[Recorded data]

◆ ◆ ◆

//! Scripted in-process transport
//!
//! Sessions carry no traffic. Failures, delays and unexpected session exits
//! can be scripted per portal name, which makes the lifecycle engine testable
//! without sockets.

use super::{ForwardingSession, SessionRequest, Transport};
use crate::error::TransportError;
use async_trait::async_trait;
use dashmap::DashMap;
use std::sync::atomic::{AtomicUsize, Ordering};
use std::sync::{Arc, Mutex};
use std::time::Duration;
use tokio::sync::watch;

#[derive(Clone, Default)]
pub struct InMemoryTransport {
    inner: Arc<Inner>,
}

#[derive(Default)]
struct Inner {
    failures: DashMap<String, String>,
    delays: DashMap<String, Duration>,
    /// Exit senders of open sessions, by portal name
    live: DashMap<String, watch::Sender<Option<String>>>,
    requests: Mutex<Vec<SessionRequest>>,
    opened: AtomicUsize,
    closed: AtomicUsize,
}

impl InMemoryTransport {
    pub fn new() -> Self {
        Self::default()
    }

    /// Every session request for `name` fails with `message`
    pub fn fail_for(&self, name: &str, message: &str) {
        self.inner
            .failures
            .insert(name.to_string(), message.to_string());
    }

    pub fn clear_failure(&self, name: &str) {
        self.inner.failures.remove(name);
    }

    /// Session requests for `name` take `delay` before resolving
    pub fn delay_for(&self, name: &str, delay: Duration) {
        self.inner.delays.insert(name.to_string(), delay);
    }

    /// End the live session for `name` as if the remote side dropped it
    pub fn terminate(&self, name: &str, reason: &str) -> bool {
        match self.inner.live.get(name) {
            Some(exit) => exit.send(Some(reason.to_string())).is_ok(),
            None => false,
        }
    }

    pub fn requests(&self) -> Vec<SessionRequest> {
        self.inner
            .requests
            .lock()
            .map(|requests| requests.clone())
            .unwrap_or_default()
    }

    pub fn opened_count(&self) -> usize {
        self.inner.opened.load(Ordering::SeqCst)
    }

    pub fn closed_count(&self) -> usize {
        self.inner.closed.load(Ordering::SeqCst)
    }

    /// Sessions opened and not yet closed
    pub fn live_count(&self) -> usize {
        self.opened_count() - self.closed_count()
    }
}

#[async_trait]
impl Transport for InMemoryTransport {
    async fn open_session(
        &self,
        request: SessionRequest,
    ) -> Result<Box<dyn ForwardingSession>, TransportError> {
        if let Ok(mut requests) = self.inner.requests.lock() {
            requests.push(request.clone());
        }

        let delay = self.inner.delays.get(&request.name).map(|d| *d);
        if let Some(delay) = delay {
            tokio::time::sleep(delay).await;
        }

        let failure = self
            .inner
            .failures
            .get(&request.name)
            .map(|message| message.clone());
        if let Some(message) = failure {
            return Err(TransportError::Failed(message));
        }

        let (exit_tx, exit_rx) = watch::channel(None);
        self.inner.live.insert(request.name.clone(), exit_tx);
        self.inner.opened.fetch_add(1, Ordering::SeqCst);

        Ok(Box::new(InMemorySession {
            id: uuid::Uuid::new_v4().to_string(),
            name: request.name,
            exit_rx,
            inner: self.inner.clone(),
        }))
    }
}

struct InMemorySession {
    id: String,
    name: String,
    exit_rx: watch::Receiver<Option<String>>,
    inner: Arc<Inner>,
}

#[async_trait]
impl ForwardingSession for InMemorySession {
    fn id(&self) -> &str {
        &self.id
    }

    fn listen_address(&self) -> Option<String> {
        Some(format!("memory://{}", self.id))
    }

    fn exit_signal(&self) -> watch::Receiver<Option<String>> {
        self.exit_rx.clone()
    }

    async fn close(self: Box<Self>) {
        // Only drop the live entry if it still belongs to this session
        self.inner
            .live
            .remove_if(&self.name, |_, exit| exit.subscribe().same_channel(&self.exit_rx));
        self.inner.closed.fetch_add(1, Ordering::SeqCst);
    }
}

#[cfg(test)]
mod tests {
    use super::*;
    use portal_types::PortalAddress;

    fn request(name: &str) -> SessionRequest {
        SessionRequest {
            name: name.to_string(),
            scheme: None,
            address: PortalAddress::new("localhost", 8080),
        }
    }

    #[tokio::test]
    async fn test_open_and_close() {
        let transport = InMemoryTransport::new();
        let session = transport.open_session(request("web")).await.unwrap();
        assert_eq!(transport.live_count(), 1);

        session.close().await;
        assert_eq!(transport.live_count(), 0);
        assert_eq!(transport.requests().len(), 1);
    }

    #[tokio::test]
    async fn test_scripted_failure() {
        let transport = InMemoryTransport::new();
        transport.fail_for("web", "relay unreachable");

        match transport.open_session(request("web")).await {
            Err(TransportError::Failed(message)) => assert_eq!(message, "relay unreachable"),
            _ => panic!("expected scripted failure"),
        }
        assert_eq!(transport.opened_count(), 0);
    }

    #[tokio::test]
    async fn test_terminate_signals_exit() {
        let transport = InMemoryTransport::new();
        let session = transport.open_session(request("web")).await.unwrap();
        let exit = session.exit_signal();

        assert!(transport.terminate("web", "peer went away"));
        assert_eq!(exit.borrow().as_deref(), Some("peer went away"));
        assert!(!transport.terminate("missing", "n/a"));
    }
}
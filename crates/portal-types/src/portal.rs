//! Portal types

use chrono::{DateTime, Utc};
use serde::{Deserialize, Serialize};

/// Lifecycle state of a portal
#[derive(Debug, Clone, PartialEq, Eq, Serialize, Deserialize)]
#[serde(rename_all = "lowercase")]
pub enum PortalState {
    Pending,
    Active,
    Stopping,
    Stopped,
    Failed { reason: String },
}

impl PortalState {
    pub fn as_str(&self) -> &'static str {
        match self {
            PortalState::Pending => "pending",
            PortalState::Active => "active",
            PortalState::Stopping => "stopping",
            PortalState::Stopped => "stopped",
            PortalState::Failed { .. } => "failed",
        }
    }

    pub fn is_active(&self) -> bool {
        matches!(self, PortalState::Active)
    }

    /// Whether the lifecycle allows moving from `self` to `next`
    pub fn can_transition_to(&self, next: &PortalState) -> bool {
        matches!(
            (self, next),
            (PortalState::Pending, PortalState::Active)
                | (PortalState::Pending, PortalState::Failed { .. })
                | (PortalState::Active, PortalState::Stopping)
                | (PortalState::Active, PortalState::Failed { .. })
                | (PortalState::Stopping, PortalState::Stopped)
        )
    }
}

impl std::fmt::Display for PortalState {
    fn fmt(&self, f: &mut std::fmt::Formatter<'_>) -> std::fmt::Result {
        match self {
            PortalState::Failed { reason } => write!(f, "failed ({})", reason),
            other => write!(f, "{}", other.as_str()),
        }
    }
}

/// Validated `host:port` pair
#[derive(Debug, Clone, PartialEq, Eq, Hash, Serialize, Deserialize)]
pub struct PortalAddress {
    pub host: String,
    pub port: u16,
}

impl PortalAddress {
    pub fn new(host: impl Into<String>, port: u16) -> Self {
        Self {
            host: host.into(),
            port,
        }
    }
}

impl std::fmt::Display for PortalAddress {
    fn fmt(&self, f: &mut std::fmt::Formatter<'_>) -> std::fmt::Result {
        write!(f, "{}:{}", self.host, self.port)
    }
}

/// A named local service exposed through a forwarding session
#[derive(Debug, Clone, PartialEq, Eq, Serialize, Deserialize)]
pub struct Portal {
    pub name: String,
    /// Advisory URL scheme, recorded verbatim
    pub scheme: Option<String>,
    pub address: PortalAddress,
    pub state: PortalState,
    pub created_at: DateTime<Utc>,
    /// Transport session id, present while active
    #[serde(default)]
    pub session_id: Option<String>,
    /// Where the transport exposes the service, present while active
    #[serde(default)]
    pub listen_address: Option<String>,
}

impl Portal {
    pub fn new(name: impl Into<String>, scheme: Option<String>, address: PortalAddress) -> Self {
        Self {
            name: name.into(),
            scheme,
            address,
            state: PortalState::Pending,
            created_at: Utc::now(),
            session_id: None,
            listen_address: None,
        }
    }

    /// `scheme://host:port` when a scheme is set, the bare address otherwise
    pub fn url(&self) -> String {
        match self.scheme.as_deref() {
            Some(scheme) if !scheme.is_empty() => format!("{}://{}", scheme, self.address),
            _ => self.address.to_string(),
        }
    }

    pub fn summary(&self) -> PortalSummary {
        PortalSummary::from(self)
    }
}

/// Flat view of a portal for status displays
#[derive(Debug, Clone, PartialEq, Eq, Serialize, Deserialize)]
pub struct PortalSummary {
    pub name: String,
    pub scheme: Option<String>,
    pub address: String,
    pub state: PortalState,
}

impl From<&Portal> for PortalSummary {
    fn from(portal: &Portal) -> Self {
        Self {
            name: portal.name.clone(),
            scheme: portal.scheme.clone(),
            address: portal.address.to_string(),
            state: portal.state.clone(),
        }
    }
}

/// Portal definition as written to disk
#[derive(Debug, Clone, PartialEq, Eq, Serialize, Deserialize)]
pub struct PortalRecord {
    pub name: String,
    pub scheme: Option<String>,
    pub address: String,
    pub created_at: DateTime<Utc>,
    /// Cleared by an explicit stop, so recovery leaves the portal stopped
    #[serde(default = "default_enabled")]
    pub enabled: bool,
}

fn default_enabled() -> bool {
    true
}

impl From<&Portal> for PortalRecord {
    fn from(portal: &Portal) -> Self {
        Self {
            name: portal.name.clone(),
            scheme: portal.scheme.clone(),
            address: portal.address.to_string(),
            created_at: portal.created_at,
            enabled: true,
        }
    }
}
//! Portal Core - registration and lifecycle engine
//!
//! Validates, creates, tracks and tears down named portals: local network
//! services exposed through forwarding sessions opened by a transport layer.
//! Every front end (form, CLI, status UI) talks to a single
//! [`PortalLifecycleManager`] and observes changes through the
//! [`NotificationBus`].

pub mod address;
pub mod bus;
pub mod config;
pub mod error;
pub mod form;
pub mod lifecycle;
pub mod registry;
pub mod scheme;
pub mod store;
pub mod transport;

pub use address::validate_address;
pub use bus::{NotificationBus, Subscription};
pub use config::Settings;
pub use error::*;
pub use form::{can_create, CreateOutcome, PortalFacade, PortalForm};
pub use lifecycle::PortalLifecycleManager;
pub use registry::{PortalRegistry, Reservation};
pub use scheme::SchemeRegistry;
pub use store::{JsonFileStore, MemoryStore, PortalStore};
pub use transport::{ForwardingSession, SessionRequest, Transport};

pub use portal_types::*;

◆ ◆ ◆

■ **How to complete this task**: Your task for the entries above: copy exactly the span starting with the line with "matches!(self, PortalState::Active)" and going on through the line with "impl std::fmt::Display for PortalAddress", both lines included, and nothing else.

■ **Response for this exercise**:
        matches!(self, PortalState::Active)
    }

    /// Whether the lifecycle allows moving from `self` to `next`
    pub fn can_transition_to(&self, next: &PortalState) -> bool {
        matches!(
            (self, next),
            (PortalState::Pending, PortalState::Active)
                | (PortalState::Pending, PortalState::Failed { .. })
                | (PortalState::Active, PortalState::Stopping)
                | (PortalState::Active, PortalState::Failed { .. })
                | (PortalState::Stopping, PortalState::Stopped)
        )
    }
}

impl std::fmt::Display for PortalState {
    fn fmt(&self, f: &mut std::fmt::Formatter<'_>) -> std::fmt::Result {
        match self {
            PortalState::Failed { reason } => write!(f, "failed ({})", reason),
            other => write!(f, "{}", other.as_str()),
        }
    }
}

/// Validated `host:port` pair
#[derive(Debug, Clone, PartialEq, Eq, Hash, Serialize, Deserialize)]
pub struct PortalAddress {
    pub host: String,
    pub port: u16,
}

impl PortalAddress {
    pub fn new(host: impl Into<String>, port: u16) -> Self {
        Self {
            host: host.into(),
            port,
        }
    }
}

impl std::fmt::Display for PortalAddress {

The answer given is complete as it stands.